**WHAT IS REQUIRED:** The full set of records below is to be reproduced without a single alteration.

═════ INPUT FOR THIS TASK

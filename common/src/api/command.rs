use bitcoin::Address;
use serde::{Deserialize, Serialize};

use crate::{
    api::NodePk,
    enclave::Measurement,
    ln::{
        amount::Amount, balance::Balance, channel::ChannelId,
        invoice::LxInvoice, payments::ClientPaymentId, ConfirmationPriority,
    },
};

#[derive(Debug, Serialize, Deserialize)]
pub struct NodeInfo {
    pub version: semver::Version,
    pub measurement: Measurement,
    pub node_pk: NodePk,
    pub num_channels: usize,
    pub num_usable_channels: usize,
    pub lightning_balance: Amount,
    pub num_peers: usize,
    /// Our on-chain wallet [`Balance`].
    pub onchain_balance: Balance,
    /// The number of pending channel monitor updates.
    /// If this isn't 0, it's likely that at least one channel is paused.
    pub pending_monitor_updates: usize,
}

/// The information required for the user node to open a channel to the LSP.
#[derive(Serialize, Deserialize)]
pub struct OpenChannelRequest {
    /// The value of the channel we want to open.
    pub value: Amount,
}

#[derive(Default, Serialize, Deserialize)]
pub struct CreateInvoiceRequest {
    pub expiry_secs: u32,
    pub amount: Option<Amount>,
    /// The description to be encoded into the invoice.
    ///
    /// If `None`, the `description` field inside the invoice will be an empty
    /// string (""), as lightning _requires_ a description (or description
    /// hash) to be set.
    pub description: Option<String>,
}

#[derive(Serialize, Deserialize)]
pub struct CreateInvoiceResponse {
    pub invoice: LxInvoice,
}

#[derive(Serialize, Deserialize)]
pub struct PayInvoiceRequest {
    /// The invoice we want to pay.
    pub invoice: LxInvoice,
    /// Specifies the amount we will pay if the invoice to be paid is
    /// amountless. This field must be [`Some`] for amountless invoices.
    pub fallback_amount: Option<Amount>,
    /// An optional personal note for this payment, useful if the
    /// receiver-provided description is insufficient.
    pub note: Option<String>,
}

#[derive(Serialize, Deserialize)]
pub struct PreflightPayInvoiceRequest {
    /// The invoice we want to pay.
    pub invoice: LxInvoice,
    /// Specifies the amount we will pay if the invoice to be paid is
    /// amountless. This field must be [`Some`] for amountless invoices.
    pub fallback_amount: Option<Amount>,
}

#[derive(Serialize, Deserialize)]
pub struct PreflightPayInvoiceResponse {
    /// The total amount to-be-paid for the pre-flighted [`LxInvoice`],
    /// excluding the fees.
    ///
    /// This value may be different from the value originally requested if some
    /// we had to reach `htlc_minimum_msat` for some intermediate hops.
    pub amount: Amount,
    /// The total amount of fees to-be-paid for the pre-flighted [`LxInvoice`].
    pub fees: Amount,
}

#[derive(Serialize, Deserialize)]
pub struct SendOnchainRequest {
    /// The identifier to use for this payment.
    pub cid: ClientPaymentId,
    /// The address we want to send funds to.
    pub address: Address,
    /// How much Bitcoin we want to send.
    pub amount: Amount,
    /// How quickly we want our transaction to be confirmed.
    /// The higher the priority, the more fees we will pay.
    // See LexeEsplora for the conversion to the target number of blocks
    pub priority: ConfirmationPriority,
    /// An optional personal note for this payment.
    pub note: Option<String>,
}

#[derive(Serialize, Deserialize, Debug, PartialEq)]
pub struct EstimateFeeSendOnchainRequest {
    /// The address we want to send funds to.
    pub address: Address,
    /// How much Bitcoin we want to send.
    pub amount: Amount,
}

#[derive(Serialize, Deserialize)]
pub struct EstimateFeeSendOnchainResponse {
    /// Corresponds with [`ConfirmationPriority::High`]
    ///
    /// The high estimate is optional--we don't want to block the user from
    /// sending if they only have enough for a normal tx fee.
    pub high: Option<FeeEstimate>,
    /// Corresponds with [`ConfirmationPriority::Normal`]
    pub normal: FeeEstimate,
    /// Corresponds with [`ConfirmationPriority::Background`]
    pub background: FeeEstimate,
}

#[derive(Serialize, Deserialize)]
pub struct FeeEstimate {
    /// The fee amount estimate.
    pub amount: Amount,
}

#[derive(Serialize, Deserialize)]
pub struct CloseChannelRequest {
    /// The id of the channel we want to close.
    pub channel_id: ChannelId,
    /// Set to true if the channel should be force closed (unilateral).
    /// Set to false if the channel should be cooperatively closed (bilateral).
    pub force_close: bool,
    /// The [`NodePk`] of our counterparty.
    ///
    /// If set to [`None`], the counterparty's [`NodePk`] will be determined by
    /// calling [`list_channels`]. Setting this to [`Some`] allows
    /// `close_channel` to avoid this relatively expensive [`Vec`] allocation.
    ///
    /// [`list_channels`]: lightning::ln::channelmanager::ChannelManager::list_channels
    pub maybe_counterparty: Option<NodePk>,
}

impl NodeInfo {
    /// The top-level, user-visible balance on e.g. the wallet home screen.
    /// This is the lightning balance (`local_balance`, always spendable) plus
    /// the on-chain balance (`confirmed_sat` + `trusted_pending_sat`,
    /// almost-certainly-spendable).
    pub fn spendable_balance(&self) -> Amount {
        Amount::try_from_sats_u64(self.onchain_balance.get_spendable())
            .ok()
            .and_then(|b| b.checked_add(self.lightning_balance))
            .expect("Overflow computing user's spendable wallet balance")
    }
}

#[cfg(any(test, feature = "test-utils"))]
mod arbitrary {
    use proptest::{
        arbitrary::{any, Arbitrary},
        strategy::{BoxedStrategy, Strategy},
    };

    use super::*;
    use crate::test_utils::arbitrary::any_mainnet_address;

    impl Arbitrary for EstimateFeeSendOnchainRequest {
        type Parameters = ();
        type Strategy = BoxedStrategy<Self>;

        fn arbitrary_with(_args: Self::Parameters) -> Self::Strategy {
            (any_mainnet_address(), any::<Amount>())
                .prop_map(|(address, amount)| Self { address, amount })
                .boxed()
        }
    }
}

#[cfg(test)]
mod test {
    use super::*;
    use crate::test_utils::roundtrip::query_string_roundtrip_proptest;

    #[test]
    fn estimate_fee_send_onchain_roundtrip() {
        query_string_roundtrip_proptest::<EstimateFeeSendOnchainRequest>();
    }
}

══════════

**THE ANSWER:**
filename common/src/api/command.rs
use bitcoin::Address;
use serde::{Deserialize, Serialize};

use crate::{
    api::NodePk,
    enclave::Measurement,
    ln::{
        amount::Amount, balance::Balance, channel::ChannelId,
        invoice::LxInvoice, payments::ClientPaymentId, ConfirmationPriority,
    },
};

#[derive(Debug, Serialize, Deserialize)]
pub struct NodeInfo {
    pub version: semver::Version,
    pub measurement: Measurement,
    pub node_pk: NodePk,
    pub num_channels: usize,
    pub num_usable_channels: usize,
    pub lightning_balance: Amount,
    pub num_peers: usize,
    /// Our on-chain wallet [`Balance`].
    pub onchain_balance: Balance,
    /// The number of pending channel monitor updates.
    /// If this isn't 0, it's likely that at least one channel is paused.
    pub pending_monitor_updates: usize,
}

/// The information required for the user node to open a channel to the LSP.
#[derive(Serialize, Deserialize)]
pub struct OpenChannelRequest {
    /// The value of the channel we want to open.
    pub value: Amount,
}

#[derive(Default, Serialize, Deserialize)]
pub struct CreateInvoiceRequest {
    pub expiry_secs: u32,
    pub amount: Option<Amount>,
    /// The description to be encoded into the invoice.
    ///
    /// If `None`, the `description` field inside the invoice will be an empty
    /// string (""), as lightning _requires_ a description (or description
    /// hash) to be set.
    pub description: Option<String>,
}

#[derive(Serialize, Deserialize)]
pub struct CreateInvoiceResponse {
    pub invoice: LxInvoice,
}

#[derive(Serialize, Deserialize)]
pub struct PayInvoiceRequest {
    /// The invoice we want to pay.
    pub invoice: LxInvoice,
    /// Specifies the amount we will pay if the invoice to be paid is
    /// amountless. This field must be [`Some`] for amountless invoices.
    pub fallback_amount: Option<Amount>,
    /// An optional personal note for this payment, useful if the
    /// receiver-provided description is insufficient.
    pub note: Option<String>,
}

#[derive(Serialize, Deserialize)]
pub struct PreflightPayInvoiceRequest {
    /// The invoice we want to pay.
    pub invoice: LxInvoice,
    /// Specifies the amount we will pay if the invoice to be paid is
    /// amountless. This field must be [`Some`] for amountless invoices.
    pub fallback_amount: Option<Amount>,
}

#[derive(Serialize, Deserialize)]
pub struct PreflightPayInvoiceResponse {
    /// The total amount to-be-paid for the pre-flighted [`LxInvoice`],
    /// excluding the fees.
    ///
    /// This value may be different from the value originally requested if some
    /// we had to reach `htlc_minimum_msat` for some intermediate hops.
    pub amount: Amount,
    /// The total amount of fees to-be-paid for the pre-flighted [`LxInvoice`].
    pub fees: Amount,
}

#[derive(Serialize, Deserialize)]
pub struct SendOnchainRequest {
    /// The identifier to use for this payment.
    pub cid: ClientPaymentId,
    /// The address we want to send funds to.
    pub address: Address,
    /// How much Bitcoin we want to send.
    pub amount: Amount,
    /// How quickly we want our transaction to be confirmed.
    /// The higher the priority, the more fees we will pay.
    // See LexeEsplora for the conversion to the target number of blocks
    pub priority: ConfirmationPriority,
    /// An optional personal note for this payment.
    pub note: Option<String>,
}

#[derive(Serialize, Deserialize, Debug, PartialEq)]
pub struct EstimateFeeSendOnchainRequest {
    /// The address we want to send funds to.
    pub address: Address,
    /// How much Bitcoin we want to send.
    pub amount: Amount,
}

#[derive(Serialize, Deserialize)]
pub struct EstimateFeeSendOnchainResponse {
    /// Corresponds with [`ConfirmationPriority::High`]
    ///
    /// The high estimate is optional--we don't want to block the user from
    /// sending if they only have enough for a normal tx fee.
    pub high: Option<FeeEstimate>,
    /// Corresponds with [`ConfirmationPriority::Normal`]
    pub normal: FeeEstimate,
    /// Corresponds with [`ConfirmationPriority::Background`]
    pub background: FeeEstimate,
}

#[derive(Serialize, Deserialize)]
pub struct FeeEstimate {
    /// The fee amount estimate.
    pub amount: Amount,
}

#[derive(Serialize, Deserialize)]
pub struct CloseChannelRequest {
    /// The id of the channel we want to close.
    pub channel_id: ChannelId,
    /// Set to true if the channel should be force closed (unilateral).
    /// Set to false if the channel should be cooperatively closed (bilateral).
    pub force_close: bool,
    /// The [`NodePk`] of our counterparty.
    ///
    /// If set to [`None`], the counterparty's [`NodePk`] will be determined by
    /// calling [`list_channels`]. Setting this to [`Some`] allows
    /// `close_channel` to avoid this relatively expensive [`Vec`] allocation.
    ///
    /// [`list_channels`]: lightning::ln::channelmanager::ChannelManager::list_channels
    pub maybe_counterparty: Option<NodePk>,
}

impl NodeInfo {
    /// The top-level, user-visible balance on e.g. the wallet home screen.
    /// This is the lightning balance (`local_balance`, always spendable) plus
    /// the on-chain balance (`confirmed_sat` + `trusted_pending_sat`,
    /// almost-certainly-spendable).
    pub fn spendable_balance(&self) -> Amount {
        Amount::try_from_sats_u64(self.onchain_balance.get_spendable())
            .ok()
            .and_then(|b| b.checked_add(self.lightning_balance))
            .expect("Overflow computing user's spendable wallet balance")
    }
}

#[cfg(any(test, feature = "test-utils"))]
mod arbitrary {
    use proptest::{
        arbitrary::{any, Arbitrary},
        strategy::{BoxedStrategy, Strategy},
    };

    use super::*;
    use crate::test_utils::arbitrary::any_mainnet_address;

    impl Arbitrary for EstimateFeeSendOnchainRequest {
        type Parameters = ();
        type Strategy = BoxedStrategy<Self>;

        fn arbitrary_with(_args: Self::Parameters) -> Self::Strategy {
            (any_mainnet_address(), any::<Amount>())
                .prop_map(|(address, amount)| Self { address, amount })
                .boxed()
        }
    }
}

#[cfg(test)]
mod test {
    use super::*;
    use crate::test_utils::roundtrip::query_string_roundtrip_proptest;

    #[test]
    fn estimate_fee_send_onchain_roundtrip() {
        query_string_roundtrip_proptest::<EstimateFeeSendOnchainRequest>();
    }
}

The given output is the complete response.